Lindex is a Swedish fashion chain within the Finnish Stockmann Group. The company has around 5000 employees and approximately 480 stores in 18 markets in the Nordic countries, the Baltic States, Central Europe and the Middle East. In addition to sales in store, Lindex also offers their fashion assortment via online shopping in 28 countries: all EU countries plus Norway. The company has had a rapid international expansion and sales growth. The assortment includes several different concepts within women's wear, lingerie, kids’ wear and cosmetics.

The history of Lindex 
In 1954, Ingemar Boman and Bengt Rosell opened the lingerie store Fynd in Alingsås. Shortly thereafter, the Lindex company of Gothenburg was acquired, and this was the name then given in time to all the subsequent stores. During the sixties the lingerie selection was complemented by women's wear, in particular jumpers and blouses. Operations were expanded and the first Lindex store in Norway was opened.

During the seventies Lindex continued to grow in Sweden and Norway. The assortment was expanded and Lindex also became known for skirts and trousers as well as kids’ wear. The eighties meant major changes for Lindex and the expansion reached record levels. Major changes occurred in the buying routines, since almost all textile manufacturing moved abroad. Lindex now tested new markets such as Denmark, Great Britain and Finland, but by the end of the eighties, operations were focused on Sweden, Norway and Finland.
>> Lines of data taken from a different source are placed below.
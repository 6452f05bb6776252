//! SeedPlanter: flood-fills "removed" regions (user hole seeds, the
//! restored outer boundary, or both auto-detected) and deletes the
//! visited triangles. Grounded in `gitnlsn/nlsn-delaunay-refine`'s
//! `triangulation_procedures::{boundary, hole}` pending-edge-stack flood
//! fill, adapted to flood over half-edge ids instead of `Rc<Edge>`
//! adjacency maps.

use log::debug;

use crate::elem::Vertex;
use crate::geom::GeomKernel;
use crate::mesh::Triangulation;
use crate::point::Point;
use crate::settings::Settings;
use crate::status::Status;
use crate::util::{next_halfedge, OptionIndex};

impl<T: GeomKernel> Triangulation<T> {
    /// Runs SeedPlanter (§4.5) over `hole_seeds`, honoring
    /// `settings.restore_boundary` and `settings.auto_holes_and_boundary`.
    pub fn plant_seeds(&mut self, hole_seeds: &[Point<T>], settings: &Settings<T>) {
        let mut removed = vec![false; self.len()];

        for &seed in hole_seeds {
            if settings.is_cancelled() {
                self.status |= Status::CANCELLED;
                return;
            }
            if let Some(t) = self.locate_triangle(seed) {
                self.flood_fill(t, &mut removed);
            }
        }

        if settings.restore_boundary || settings.auto_holes_and_boundary {
            for h in 0..self.halfedges.len() {
                if self.halfedges[h].is_none() && !self.is_planting_barrier(h) {
                    self.flood_fill(h / 3, &mut removed);
                }
            }
        }

        if settings.auto_holes_and_boundary {
            // First-level islands only (§4.5): every still-unvisited
            // constrained loop that isn't the hull boundary is walked once,
            // and whichever side is geometrically interior to it is
            // flooded — a fully enclosed loop needs no already-removed
            // neighbor to be detected as a hole.
            let vertex_to_he = self.build_vertex_to_halfedge();
            let mut loop_visited = vec![false; self.halfedges.len()];

            for h in 0..self.halfedges.len() {
                if loop_visited[h] || !self.is_planting_barrier(h) {
                    continue;
                }
                let twin = match self.halfedges[h].get() {
                    Some(g) => g,
                    None => continue,
                };
                loop_visited[h] = true;
                loop_visited[twin] = true;

                let ring = self.trace_constrained_loop(h, &vertex_to_he, &mut loop_visited);
                if ring.len() < 3 {
                    continue;
                }

                let mut signed_area2 = 0.0;
                for w in ring.windows(2) {
                    let (ax, ay) = self.positions[w[0]].to_f64();
                    let (bx, by) = self.positions[w[1]].to_f64();
                    signed_area2 += ax * by - bx * ay;
                }
                let (ax, ay) = self.positions[ring[ring.len() - 1]].to_f64();
                let (bx, by) = self.positions[ring[0]].to_f64();
                signed_area2 += ax * by - bx * ay;

                let interior_t = if signed_area2 > 0.0 { h / 3 } else { twin / 3 };
                if !removed[interior_t] {
                    self.flood_fill(interior_t, &mut removed);
                }
            }
        }

        let removed_count = removed.iter().filter(|&&r| r).count();
        self.remove_triangles(&removed);
        self.compact_orphan_steiner_vertices();

        debug!(
            "seed planting: removed {} of {} triangles",
            removed_count,
            removed.len()
        );
    }

    fn is_planting_barrier(&self, h: usize) -> bool {
        self.constrained_halfedges[h] && !self.ignored_halfedges_for_planting[h]
    }

    /// Walks the closed chain of constrained half-edges starting at `start`
    /// (tail vertex to tail vertex, following whichever barrier edge at
    /// each vertex isn't the one just arrived on), marking every half-edge
    /// crossed as visited. Returns the loop's distinct vertex ids in
    /// traversal order (not repeating the start vertex).
    fn trace_constrained_loop(
        &self,
        start: usize,
        vertex_to_he: &[OptionIndex],
        visited: &mut [bool],
    ) -> Vec<usize> {
        let start_vertex = self.triangles[start];
        let mut ring = vec![start_vertex];
        let mut current = start;

        loop {
            let v = self.triangles[next_halfedge(current)];
            if v == start_vertex {
                break;
            }
            ring.push(v);

            let came_from = self.halfedges[current].get();
            let fan_start = match vertex_to_he[v].get() {
                Some(he) => he,
                None => break,
            };
            let next_edge = Vertex { triangulation: self, index: fan_start }
                .edges()
                .map(|he| he.id())
                .find(|&he2| self.is_planting_barrier(he2) && Some(he2) != came_from);

            current = match next_edge {
                Some(he2) => he2,
                None => break,
            };
            visited[current] = true;
            if let Some(g) = self.halfedges[current].get() {
                visited[g] = true;
            }
        }

        ring
    }

    fn locate_triangle(&self, p: Point<T>) -> Option<usize> {
        (0..self.len()).find(|&t| {
            let (a, b, c) = self.triangle_points(t);
            T::point_in_triangle(p, a, b, c)
        })
    }

    /// BFS over triangles reachable from `start` crossing only edges that
    /// are neither a planting barrier nor the mesh boundary.
    fn flood_fill(&self, start: usize, removed: &mut [bool]) {
        if removed[start] {
            return;
        }
        removed[start] = true;
        let mut stack = vec![start];
        while let Some(t) = stack.pop() {
            for s in 0..3 {
                let h = t * 3 + s;
                if self.is_planting_barrier(h) {
                    continue;
                }
                if let Some(g) = self.halfedges[h].get() {
                    let nt = g / 3;
                    if !removed[nt] {
                        removed[nt] = true;
                        stack.push(nt);
                    }
                }
            }
        }
    }
}

#[cfg(test)]
mod test {
    use super::*;

    #[test]
    fn test_hole_removal() {
        let positions = vec![
            Point::new(0.0_f64, 0.0),
            Point::new(4.0, 0.0),
            Point::new(4.0, 4.0),
            Point::new(0.0, 4.0),
            Point::new(1.0, 1.0),
            Point::new(3.0, 1.0),
            Point::new(3.0, 3.0),
            Point::new(1.0, 3.0),
        ];
        let mut triangulation = Triangulation::build_delaunay(positions).unwrap();
        let settings = Settings::<f64>::default();
        triangulation
            .apply_constraints(
                &[(0, 1), (1, 2), (2, 3), (3, 0), (4, 5), (5, 6), (6, 7), (7, 4)],
                &[false; 8],
                &settings,
            )
            .unwrap();

        let mut settings = settings;
        settings.restore_boundary = true;
        triangulation.plant_seeds(&[Point::new(2.0, 2.0)], &settings);

        for t in 0..triangulation.len() {
            let (a, b, c) = triangulation.triangle_points(t);
            assert!(!f64::point_in_triangle(Point::new(2.0, 2.0), a, b, c));
        }
    }

    #[test]
    fn test_auto_holes_detects_island_with_no_prior_removal() {
        // Outer square constraint coincides with the convex hull, so the
        // boundary flood (lines 34-39) removes nothing; the inner square's
        // hole must still be found by the loop trace alone.
        let positions = vec![
            Point::new(0.0_f64, 0.0),
            Point::new(10.0, 0.0),
            Point::new(10.0, 10.0),
            Point::new(0.0, 10.0),
            Point::new(4.0, 4.0),
            Point::new(6.0, 4.0),
            Point::new(6.0, 6.0),
            Point::new(4.0, 6.0),
        ];
        let mut triangulation = Triangulation::build_delaunay(positions).unwrap();
        let settings = Settings::<f64>::default();
        triangulation
            .apply_constraints(
                &[(0, 1), (1, 2), (2, 3), (3, 0), (4, 5), (5, 6), (6, 7), (7, 4)],
                &[false; 8],
                &settings,
            )
            .unwrap();

        let mut settings = settings;
        settings.auto_holes_and_boundary = true;
        triangulation.plant_seeds(&[], &settings);

        assert!(triangulation.len() > 0);
        for t in 0..triangulation.len() {
            let (a, b, c) = triangulation.triangle_points(t);
            assert!(!f64::point_in_triangle(Point::new(5.0, 5.0), a, b, c));
        }
    }
}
In 1993 Lindex opened its first production office in Hong Kong and the company started to carry out inspections to check that no child labour occurred at the suppliers. That same year, Lindex sold the fashion chain Gulins with 770 employees to the Norwegian Finansgruppen. The company's requirements on suppliers were increased and a code of conduct for all suppliers was introduced. During the nineties the company also started to make serious efforts with regard to environmental issues. In 1995 the Lindex Club was started - a club for all loyal customers. At the end of the nineties the trademark Fix was acquired, with colourful kids’ wear.

The beginning of the 21st century was characterized by huge international expansion. Lindex looked east and started its expansion in Central Europe and opened stores in the Baltic States, the Czech Republic and Slovakia. In 2007 the Finnish listed company Stockmann became the new owner of Lindex and with their help the Russian market opened up for Lindex. In 2008 Lindex opened its first store in St Petersburg and the following year the first Lindex store in Moscow was opened. In 2009 Lindex opened its first store in Slovakia. During the 2010s Lindex continues to focus on Central Europe. Stores are opened in Prague and Bratislava. Lindex is now one of Europe's largest fashion chains with approximately 480 stores and a turnover of 650 MEUR.

Organisation

Stockmann 
Since December 2007 Lindex is part of the Finnish Stockmann group that is listed on NASDAQ Helsinki. Stockmann has its head office in Helsinki.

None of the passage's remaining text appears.